I was jogging through Parque Carolina yesterday when I spotted a game of cricket in progress.
I presumed they'd be rubbish (read: my standard) and wondered if I could worm my way in to hit those Latino chumps with a few of my famous fast deliveries (Max Rayner will know what I'm talking about).
When I finished my run I headed back to the cricket pitch and discovered about 100 spectators crowded around the action. At first I thought cricket was about to take Ecuador by storm, but as I jostled my way to the front I discovered the truth.
The game was being contested by two teams from Quito's Pakistani community. A decision had gone against the batsman and rather than walking slowly back to the pavilion (a Chinese temple folly with a gong in it) he went medieval with the willow.
|Like this... only nobody was smiling|
I've witnessed a few fights in my life but I've never heard such a vocal confrontation involving so many people and with so few punches thrown. The commotion was unbelievable and since the argument was being conducted in Urdu (probably) I have absolutely no idea what was the cause of contention. My guess is an LBW, that's always a bit of a loose rule.
The fight consisted of lots of squaring up and posturing. At one stage somebody took away the wickets in a sulk, only to return them a minute later.

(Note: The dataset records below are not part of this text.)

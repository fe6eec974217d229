//! Integer log-domain arithmetic.
//!
//! Probabilities are represented as `log_base(p) >> shift`. Two objects are
//! used by the scorer:
//!
//! - a full-resolution domain (shift 0) for codeword determinants and
//!   variance scaling, and
//! - an 8-bit domain (shift [`SENSCR_SHIFT`]) whose add table fits in one
//!   byte per entry. [`FastLogAdd`] works on *negated* values of this domain
//!   and needs no sign checks, which is what makes the per-senone kernels
//!   cheap.
//!
//! ## Bounds
//!
//! Negated mixture weights are kept in `[0, MAX_NEG_MIXW]` and normalized
//! codeword scores in `[0, MAX_NEG_ASCR]`, so a single weight + score term
//! never exceeds 255 and the difference of two terms always indexes the
//! 256-entry table.

use crate::error::{Result, ScoreError};

/// Shift applied to full-resolution log values to reach the 8-bit domain.
pub const SENSCR_SHIFT: u32 = 10;

/// Maximum negated quantized mixture weight.
pub const MAX_NEG_MIXW: i32 = 159;

/// Maximum negated normalized acoustic score.
pub const MAX_NEG_ASCR: i32 = 96;

/// Default log base used by Sphinx-family acoustic models.
pub const DEFAULT_LOG_BASE: f64 = 1.0001;

/// Log-base conversion plus an optional add table.
#[derive(Debug, Clone)]
pub struct LogMath {
    base: f64,
    log_of_base: f64,
    inv_log_of_base: f64,
    shift: u32,
    zero: i32,
    /// Bytes per table entry needed to hold the largest entry (1, 2 or 4).
    width: usize,
    /// Indexed by the (shifted) difference of the two operands.
    table: Vec<u32>,
}

impl LogMath {
    /// Create a log domain with the given base and shift.
    ///
    /// When `use_table` is false no add table is built and [`LogMath::add`]
    /// falls back to exact arithmetic.
    pub fn new(base: f64, shift: u32, use_table: bool) -> Result<Self> {
        if !(base > 1.0) || !base.is_finite() {
            return Err(ScoreError::Config(format!(
                "log base must be finite and > 1, got {base}"
            )));
        }
        if shift > 24 {
            return Err(ScoreError::Config(format!("log shift {shift} is too large")));
        }

        let log_of_base = base.ln();
        let mut lmath = Self {
            base,
            log_of_base,
            inv_log_of_base: 1.0 / log_of_base,
            shift,
            zero: i32::MIN >> (shift + 2),
            width: 0,
            table: Vec::new(),
        };
        if use_table {
            lmath.build_table();
        }
        Ok(lmath)
    }

    fn build_table(&mut self) {
        let shift = self.shift;
        let inv_log_of_base = self.inv_log_of_base;
        let half = 0.5 * f64::from(1u32 << shift);
        let maxyx = ((2.0f64.ln() * inv_log_of_base + 0.5) as u32) >> shift;
        self.width = if maxyx < 256 {
            1
        } else if maxyx < 65_536 {
            2
        } else {
            4
        };

        // log_base(1 + base^-i), rounded into the shifted domain, for every
        // unshifted difference i until it rounds to zero.
        let entry = |byx: f64| {
            let lobyx = (1.0 + byx).ln() * inv_log_of_base;
            ((lobyx + half) as i64 >> shift) as i32
        };

        let mut byx = 1.0f64;
        let mut i: usize = 0;
        while entry(byx) > 0 {
            byx /= self.base;
            i += 1;
        }
        let size = (i >> shift).max(255) + 1;
        let mut table = vec![0u32; size];

        let mut byx = 1.0f64;
        let mut i: usize = 0;
        loop {
            let k = entry(byx);
            if let Some(slot) = table.get_mut(i >> shift) {
                // With a shift, several differences share a slot; keep the first.
                if *slot == 0 && k > 0 {
                    *slot = k as u32;
                }
            }
            if k <= 0 {
                break;
            }
            byx /= self.base;
            i += 1;
        }
        self.table = table;
    }

    pub fn base(&self) -> f64 {
        self.base
    }

    pub fn shift(&self) -> u32 {
        self.shift
    }

    /// Bytes needed per add-table entry (0 when no table was built).
    pub fn width(&self) -> usize {
        self.width
    }

    pub fn table(&self) -> &[u32] {
        &self.table
    }

    /// The value representing probability zero (and anything below it).
    pub fn zero(&self) -> i32 {
        self.zero
    }

    /// `log_base(p)` in this domain. Non-positive `p` maps to [`LogMath::zero`].
    pub fn log(&self, p: f64) -> i32 {
        if p <= 0.0 {
            return self.zero;
        }
        ((p.ln() * self.inv_log_of_base) as i32) >> self.shift
    }

    /// Convert a natural logarithm into this domain.
    pub fn ln_to_log(&self, log_p: f64) -> i32 {
        ((log_p * self.inv_log_of_base) as i32) >> self.shift
    }

    /// Probability represented by a value of this domain.
    pub fn exp(&self, logb_p: i32) -> f64 {
        self.base
            .powf(f64::from(logb_p) * f64::from(1u32 << self.shift))
    }

    /// Natural log of a value of this domain.
    pub fn log_to_ln(&self, logb_p: i32) -> f64 {
        f64::from(logb_p) * f64::from(1u32 << self.shift) * self.log_of_base
    }

    /// `log(exp(x) + exp(y))` computed in floating point.
    pub fn add_exact(&self, logb_x: i32, logb_y: i32) -> i32 {
        self.log(self.exp(logb_x) + self.exp(logb_y))
    }

    /// `log(exp(x) + exp(y))` for (positive-domain) log probabilities.
    ///
    /// Uses the add table when present; differences beyond the table return
    /// the larger operand unchanged.
    pub fn add(&self, logb_x: i32, logb_y: i32) -> i32 {
        if logb_x <= self.zero {
            return logb_y;
        }
        if logb_y <= self.zero {
            return logb_x;
        }
        if self.table.is_empty() {
            return self.add_exact(logb_x, logb_y);
        }

        let (d, r) = if logb_x > logb_y {
            (i64::from(logb_x) - i64::from(logb_y), logb_x)
        } else {
            (i64::from(logb_y) - i64::from(logb_x), logb_y)
        };
        match usize::try_from(d).ok().and_then(|d| self.table.get(d)) {
            Some(&t) => r.saturating_add(t as i32),
            None => r,
        }
    }
}

/// Add table for negated 8-bit log probabilities.
///
/// Built from a [`LogMath`] whose table entries all fit in one byte.
#[derive(Debug, Clone)]
pub struct FastLogAdd {
    table: Vec<u8>,
}

impl FastLogAdd {
    /// # Errors
    /// [`ScoreError::LogTableTooWide`] if `lmath` has no table or its entries
    /// do not fit in 8 bits.
    pub fn from_logmath(lmath: &LogMath) -> Result<Self> {
        if lmath.width() != 1 {
            return Err(ScoreError::LogTableTooWide { base: lmath.base() });
        }
        let table = lmath
            .table()
            .iter()
            .map(|&t| u8::try_from(t).map_err(|_| ScoreError::LogTableTooWide { base: lmath.base() }))
            .collect::<Result<Vec<u8>>>()?;
        Ok(Self { table })
    }

    /// `-log(exp(-mlx) + exp(-mly))` for negated log probabilities.
    ///
    /// Differences past the end of the table contribute nothing, which is
    /// the limit of the exact expression.
    #[inline(always)]
    pub fn add(&self, mlx: i32, mly: i32) -> i32 {
        let (d, r) = if mlx > mly {
            (mlx - mly, mly)
        } else {
            (mly - mlx, mlx)
        };
        r - i32::from(self.table.get(d as usize).copied().unwrap_or(0))
    }

    pub fn len(&self) -> usize {
        self.table.len()
    }

    pub fn is_empty(&self) -> bool {
        self.table.is_empty()
    }
}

The ring leaders were the batsman and the bowler on the opposite side, who looked a bit like a fat version of Shoaib Akhtar.
The indigenous Indian family stood next to me looked very concerned by it all. The father explained to his daughter: “The Arabs are having a fight about their baseball game.”

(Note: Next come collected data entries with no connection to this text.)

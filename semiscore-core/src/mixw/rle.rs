//! Run-length coding of 4-bit cluster-id rows.
//!
//! Each byte is one run: the high nibble is `run_length - 1`, the low nibble
//! the cluster id. A row's runs expand to exactly `n_sen` entries.

/// Longest run a single byte can express.
pub const MAX_RUN: usize = 16;

/// Iterator over `(run_length, cluster_id)` pairs of an encoded row.
#[derive(Debug, Clone)]
pub struct Runs<'a> {
    bytes: std::slice::Iter<'a, u8>,
}

impl<'a> Runs<'a> {
    pub fn new(bytes: &'a [u8]) -> Self {
        Self { bytes: bytes.iter() }
    }
}

impl Iterator for Runs<'_> {
    type Item = (usize, u8);

    #[inline]
    fn next(&mut self) -> Option<Self::Item> {
        self.bytes.next().map(|&b| split(b))
    }
}

#[inline(always)]
pub fn split(b: u8) -> (usize, u8) {
    (usize::from(b >> 4) + 1, b & 0x0f)
}

/// Encode cluster ids (each < 16) as runs.
pub fn encode_row(ids: &[u8]) -> Vec<u8> {
    let mut out = Vec::new();
    let mut iter = ids.iter().map(|&id| id & 0x0f).peekable();
    while let Some(id) = iter.next() {
        let mut len = 1;
        while len < MAX_RUN && iter.peek() == Some(&id) {
            iter.next();
            len += 1;
        }
        out.push((((len - 1) as u8) << 4) | id);
    }
    out
}

/// Expand an encoded row.
pub fn decode_row(bytes: &[u8]) -> Vec<u8> {
    let mut out = Vec::new();
    for (len, id) in Runs::new(bytes) {
        out.extend(std::iter::repeat(id).take(len));
    }
    out
}

/// Consume runs from the front of `bytes` until at least `n_sen` entries
/// are covered. Returns `(bytes_consumed, entries_covered)`; the second
/// value differs from `n_sen` when the data ends early or the last run
/// overshoots.
pub fn measure_row(bytes: &[u8], n_sen: usize) -> (usize, usize) {
    let mut covered = 0;
    let mut used = 0;
    for &b in bytes {
        if covered >= n_sen {
            break;
        }
        covered += split(b).0;
        used += 1;
    }
    (used, covered)
}

#[cfg(test)]
mod tests {
    use super::*;

    #[test]
    fn long_runs_are_split_at_sixteen() {
        let ids = vec![3u8; 40];
        let enc = encode_row(&ids);
        assert_eq!(enc, vec![0xf3, 0xf3, 0x73]);
        assert_eq!(decode_row(&enc), ids);
    }

    #[test]
    fn measure_stops_at_row_end() {
        let mut bytes = encode_row(&[1, 1, 2, 2, 2]);
        let row_len = bytes.len();
        bytes.extend(encode_row(&[7; 5]));
        assert_eq!(measure_row(&bytes, 5), (row_len, 5));
        // Data ends before the row is complete.
        assert_eq!(measure_row(&bytes[..1], 5), (1, 2));
        // Last run overshoots.
        assert_eq!(measure_row(&[0x50], 4), (1, 6));
    }

    mod proptests {
        use super::*;
        use proptest::prelude::*;

        proptest! {
            #[test]
            fn decode_restores_encoded_row(ids in proptest::collection::vec(0u8..16, 1..300)) {
                let enc = encode_row(&ids);
                let total: usize = Runs::new(&enc).map(|(len, _)| len).sum();
                prop_assert_eq!(total, ids.len());
                prop_assert_eq!(decode_row(&enc), ids.clone());
                prop_assert_eq!(measure_row(&enc, ids.len()), (enc.len(), ids.len()));
            }
        }
    }
}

One of the Pakistani players in the outfield sulked-away, radiating shame. He stood near me and I shook my head at him regretfully. “No es cricket,” I said.

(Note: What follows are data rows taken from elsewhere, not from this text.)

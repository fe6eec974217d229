//! Top-N codeword search.
//!
//! Per stream and frame:
//!
//! ```text
//! seed    cur <- prev, rescore every entry, insertion sort
//! skip    frame % ds_ratio != 0  -> done (prev is left as is)
//! scan    whole codebook, or k-d tree candidates, early exit on the
//!         running distance, skip codewords already listed, insert
//! commit  prev <- cur
//! ```
//!
//! Lists are sorted best-first (descending log density) and hold distinct
//! codewords. On equal scores, a codeword found by the scan goes ahead of
//! the one already listed.

use crate::codebook::Codebook;
use crate::fixpoint::{at_least, gmm_sub, mul, sub, to_score, weigh, Mean};
use crate::kdtree::CandidateOracle;

/// Score of an unevaluated placeholder entry.
pub const WORST_SCORE: i32 = i32::MIN;

#[derive(Debug, Clone, Copy, PartialEq, Eq)]
pub struct TopNEntry {
    pub codeword: u32,
    pub score: i32,
}

/// What the search did for one stream in one frame.
#[derive(Debug, Clone, Copy, PartialEq, Eq)]
pub enum SearchKind {
    SeedOnly,
    Full,
    Pruned { candidates: usize },
}

/// One stream's observation in both representations: codebook precision
/// for scoring, floats for k-d tree descent.
#[derive(Clone, Copy)]
pub struct Observation<'a> {
    pub fixed: &'a [Mean],
    pub raw: &'a [f32],
}

/// k-d tree pruning parameters for [`StreamTopN::evaluate`].
#[derive(Clone, Copy)]
pub struct Pruning<'a> {
    pub oracle: &'a dyn CandidateOracle,
    pub max_depth: usize,
    /// `None` means every candidate of the reached node.
    pub max_bbi: Option<usize>,
}

/// Log density of codeword `cw`, evaluated over every dimension.
#[inline]
pub fn codeword_score(cb: &Codebook, cw: usize, obs: &[Mean]) -> i32 {
    let mut d = cb.det(cw);
    for ((&x, &m), &v) in obs.iter().zip(cb.mean(cw)).zip(cb.precision(cw)) {
        let diff = sub(x, m);
        d = gmm_sub(d, weigh(mul(diff, diff), v));
    }
    to_score(d)
}

/// As [`codeword_score`] but gives up once the running value drops below
/// `worst`.
#[inline]
fn bounded_score(cb: &Codebook, cw: usize, obs: &[Mean], worst: i32) -> Option<i32> {
    let mut d = cb.det(cw);
    for ((&x, &m), &v) in obs.iter().zip(cb.mean(cw)).zip(cb.precision(cw)) {
        if !at_least(d, worst) {
            return None;
        }
        let diff = sub(x, m);
        d = gmm_sub(d, weigh(mul(diff, diff), v));
    }
    let score = to_score(d);
    (score >= worst).then_some(score)
}

/// Insert into a full sorted list, evicting the last entry.
#[inline]
fn insert(list: &mut [TopNEntry], codeword: u32, score: i32) {
    let Some(mut i) = list.len().checked_sub(1) else {
        return;
    };
    while i > 0 && score >= list[i - 1].score {
        list[i] = list[i - 1];
        i -= 1;
    }
    list[i] = TopNEntry { codeword, score };
}

#[inline]
fn consider(list: &mut [TopNEntry], cb: &Codebook, obs: &[Mean], cw: u32) {
    let Some(worst) = list.last().map(|e| e.score) else {
        return;
    };
    let Some(score) = bounded_score(cb, cw as usize, obs, worst) else {
        return;
    };
    if list.iter().any(|e| e.codeword == cw) {
        return;
    }
    insert(list, cw, score);
}

/// Current and previous-frame lists for one stream.
#[derive(Debug, Clone)]
pub struct StreamTopN {
    cur: Vec<TopNEntry>,
    prev: Vec<TopNEntry>,
}

impl StreamTopN {
    /// Placeholders `(j, WORST_SCORE)` for `j in 0..topn`.
    pub fn new(topn: usize) -> Self {
        let prev: Vec<TopNEntry> = (0..topn as u32)
            .map(|codeword| TopNEntry {
                codeword,
                score: WORST_SCORE,
            })
            .collect();
        Self {
            cur: prev.clone(),
            prev,
        }
    }

    pub fn reset(&mut self) {
        *self = Self::new(self.prev.len());
    }

    pub fn current(&self) -> &[TopNEntry] {
        &self.cur
    }

    pub fn current_mut(&mut self) -> &mut [TopNEntry] {
        &mut self.cur
    }

    pub fn previous(&self) -> &[TopNEntry] {
        &self.prev
    }

    /// Rescore the previous frame's codewords and sort.
    pub fn seed(&mut self, cb: &Codebook, obs: &[Mean]) {
        self.cur.copy_from_slice(&self.prev);
        for i in 0..self.cur.len() {
            let e = self.cur[i];
            let score = codeword_score(cb, e.codeword as usize, obs);
            let mut j = i;
            while j > 0 && score > self.cur[j - 1].score {
                self.cur[j] = self.cur[j - 1];
                j -= 1;
            }
            self.cur[j] = TopNEntry {
                codeword: e.codeword,
                score,
            };
        }
    }

    pub fn scan_all(&mut self, cb: &Codebook, obs: &[Mean]) {
        for cw in 0..cb.n_density() as u32 {
            consider(&mut self.cur, cb, obs, cw);
        }
    }

    /// Candidates outside the codebook are skipped.
    pub fn scan_candidates(&mut self, cb: &Codebook, obs: &[Mean], candidates: &[u32]) {
        for &cw in candidates.iter().filter(|&&cw| (cw as usize) < cb.n_density()) {
            consider(&mut self.cur, cb, obs, cw);
        }
    }

    pub fn commit(&mut self) {
        self.prev.copy_from_slice(&self.cur);
    }

    /// One frame of search for stream `stream`.
    pub fn evaluate(
        &mut self,
        stream: usize,
        frame: u32,
        ds_ratio: u32,
        cb: &Codebook,
        obs: Observation<'_>,
        pruning: Option<Pruning<'_>>,
    ) -> SearchKind {
        let Observation { fixed: obs, raw } = obs;
        self.seed(cb, obs);
        if frame % ds_ratio.max(1) != 0 {
            return SearchKind::SeedOnly;
        }
        let kind = match pruning {
            Some(p) => {
                let node = p.oracle.candidates(stream, raw, p.max_depth);
                let n = p.max_bbi.map_or(node.len(), |m| m.min(node.len()));
                self.scan_candidates(cb, obs, &node[..n]);
                SearchKind::Pruned { candidates: n }
            }
            None => {
                self.scan_all(cb, obs);
                SearchKind::Full
            }
        };
        self.commit();
        kind
    }
}

#[cfg(test)]
mod tests {
    use super::*;
    use crate::codebook::{CodebookSet, GaussianFile};
    use crate::fixpoint::observation_into;
    use crate::kdtree::{KdTree, KdTreeSet};
    use crate::logmath::{LogMath, DEFAULT_LOG_BASE};

    /// One stream, 1-D codewords at the given means, unit variance.
    fn codebook(means: &[f32]) -> CodebookSet {
        let n = means.len();
        let m = GaussianFile {
            n_density: n,
            veclen: vec![1],
            streams: vec![means.to_vec()],
        };
        let v = GaussianFile {
            n_density: n,
            veclen: vec![1],
            streams: vec![vec![1.0; n]],
        };
        let lmath = LogMath::new(DEFAULT_LOG_BASE, 0, false).unwrap();
        CodebookSet::from_files(&m, &v, 0.0001, &lmath).unwrap()
    }

    fn obs(x: f32) -> Vec<Mean> {
        let mut out = Vec::new();
        observation_into(&[x], &mut out);
        out
    }

    fn codewords(s: &StreamTopN) -> Vec<u32> {
        s.current().iter().map(|e| e.codeword).collect()
    }

    #[test]
    fn full_scan_finds_nearest_codewords() {
        let cb = codebook(&[0.0, 10.0, 2.0, 5.0, 2.5]);
        let mut s = StreamTopN::new(2);
        let kind = s.evaluate(0, 0, 1, cb.stream(0), Observation { fixed: &obs(2.2), raw: &[2.2] }, None);
        assert_eq!(kind, SearchKind::Full);
        assert_eq!(codewords(&s), vec![2, 4]);
        assert_eq!(s.previous(), s.current());
    }

    #[test]
    fn skipped_frames_only_rescore_previous() {
        let cb = codebook(&[0.0, 10.0, 2.0, 5.0]);
        let mut s = StreamTopN::new(2);
        s.evaluate(0, 0, 2, cb.stream(0), Observation { fixed: &obs(9.0), raw: &[9.0] }, None);
        assert_eq!(codewords(&s), vec![1, 3]);
        // Frame 1 is not a multiple of 2: no scan, and prev keeps frame 0.
        let kind = s.evaluate(0, 1, 2, cb.stream(0), Observation { fixed: &obs(4.0), raw: &[4.0] }, None);
        assert_eq!(kind, SearchKind::SeedOnly);
        assert_eq!(codewords(&s), vec![3, 1]);
        assert_eq!(
            s.previous().iter().map(|e| e.codeword).collect::<Vec<_>>(),
            vec![1, 3]
        );
    }

    #[test]
    fn placeholders_are_replaced() {
        let cb = codebook(&[0.0, 1.0, 2.0, 3.0]);
        let mut s = StreamTopN::new(3);
        assert!(s.previous().iter().all(|e| e.score == WORST_SCORE));
        s.evaluate(0, 0, 1, cb.stream(0), Observation { fixed: &obs(3.0), raw: &[3.0] }, None);
        assert_eq!(codewords(&s), vec![3, 2, 1]);
        s.reset();
        assert_eq!(s.previous()[2], TopNEntry { codeword: 2, score: WORST_SCORE });
    }

    #[test]
    fn pruned_scan_uses_oracle_candidates() {
        let means = [0.0, 1.0, 2.0, 3.0];
        let cb = codebook(&means);
        let trees = KdTreeSet {
            trees: vec![KdTree::build(&means, 4, 1, 2)],
        };
        let mut s = StreamTopN::new(1);
        // Only the first candidate of the right leaf is scanned.
        let pruning = Pruning {
            oracle: &trees,
            max_depth: 0,
            max_bbi: Some(1),
        };
        let kind = s.evaluate(0, 0, 1, cb.stream(0), Observation { fixed: &obs(3.0), raw: &[3.0] }, Some(pruning));
        assert_eq!(kind, SearchKind::Pruned { candidates: 1 });
        assert_eq!(codewords(&s), vec![2]);
    }

    #[test]
    fn candidates_outside_codebook_are_skipped() {
        let cb = codebook(&[0.0, 1.0, 2.0, 3.0]);
        let o = obs(3.0);
        let mut s = StreamTopN::new(1);
        s.seed(cb.stream(0), &o);
        s.scan_candidates(cb.stream(0), &o, &[7, 3, u32::MAX]);
        assert_eq!(codewords(&s), vec![3]);
    }

    #[test]
    fn insert_keeps_order_and_evicts_worst() {
        let mut list = vec![
            TopNEntry { codeword: 0, score: 10 },
            TopNEntry { codeword: 1, score: 5 },
            TopNEntry { codeword: 2, score: 1 },
        ];
        insert(&mut list, 7, 5);
        assert_eq!(
            list.iter().map(|e| (e.codeword, e.score)).collect::<Vec<_>>(),
            vec![(0, 10), (7, 5), (1, 5)]
        );
    }

    mod proptests {
        use super::*;
        use proptest::prelude::*;

        proptest! {
            #[test]
            fn lists_stay_sorted_and_distinct(
                means in proptest::collection::vec(-20.0f32..20.0, 6..24),
                frames in proptest::collection::vec(-25.0f32..25.0, 1..12),
                topn in 1usize..6,
                ds in 1u32..4,
            ) {
                let cb = codebook(&means);
                let mut s = StreamTopN::new(topn);
                for (t, &x) in frames.iter().enumerate() {
                    s.evaluate(0, t as u32, ds, cb.stream(0), Observation { fixed: &obs(x), raw: &[x] }, None);
                    let list = s.current();
                    prop_assert_eq!(list.len(), topn);
                    prop_assert!(list.windows(2).all(|w| w[0].score >= w[1].score));
                    let mut ids: Vec<u32> = list.iter().map(|e| e.codeword).collect();
                    ids.sort_unstable();
                    ids.dedup();
                    prop_assert_eq!(ids.len(), topn);
                }
            }

            #[test]
            fn full_frames_match_brute_force(
                means in proptest::collection::vec(-20.0f32..20.0, 4..16),
                x in -25.0f32..25.0,
            ) {
                let cb = codebook(&means);
                let mut s = StreamTopN::new(1);
                s.evaluate(0, 0, 1, cb.stream(0), Observation { fixed: &obs(x), raw: &[x] }, None);
                let o = obs(x);
                let best = (0..means.len())
                    .map(|cw| codeword_score(cb.stream(0), cw, &o))
                    .max()
                    .unwrap();
                prop_assert_eq!(s.current()[0].score, best);
            }
        }
    }
}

Amazingly, after 15 minutes of bitter fighting the game restarted as suddenly as it had stopped. I didn't hang around to see the inevitable second round. I would not have umpired that match for all the money in the world.
I couldn't decide if the Pakistanis had been good or bad ambassadors for South American cricket. They certainly made cricket seem like the most exciting and important game in the world.
I decided not to volunteer my arm for a few of those famous fast bowls and went to eat a pizza instead.
Surprisingly Quito has a thriving Pakistani community. In fact, so many arrived in the 1990s that Pakistan is now one of the only countries in the world requiring a Visa to enter Ecuador – joining North Korea, Iran, Palestine and Iraq.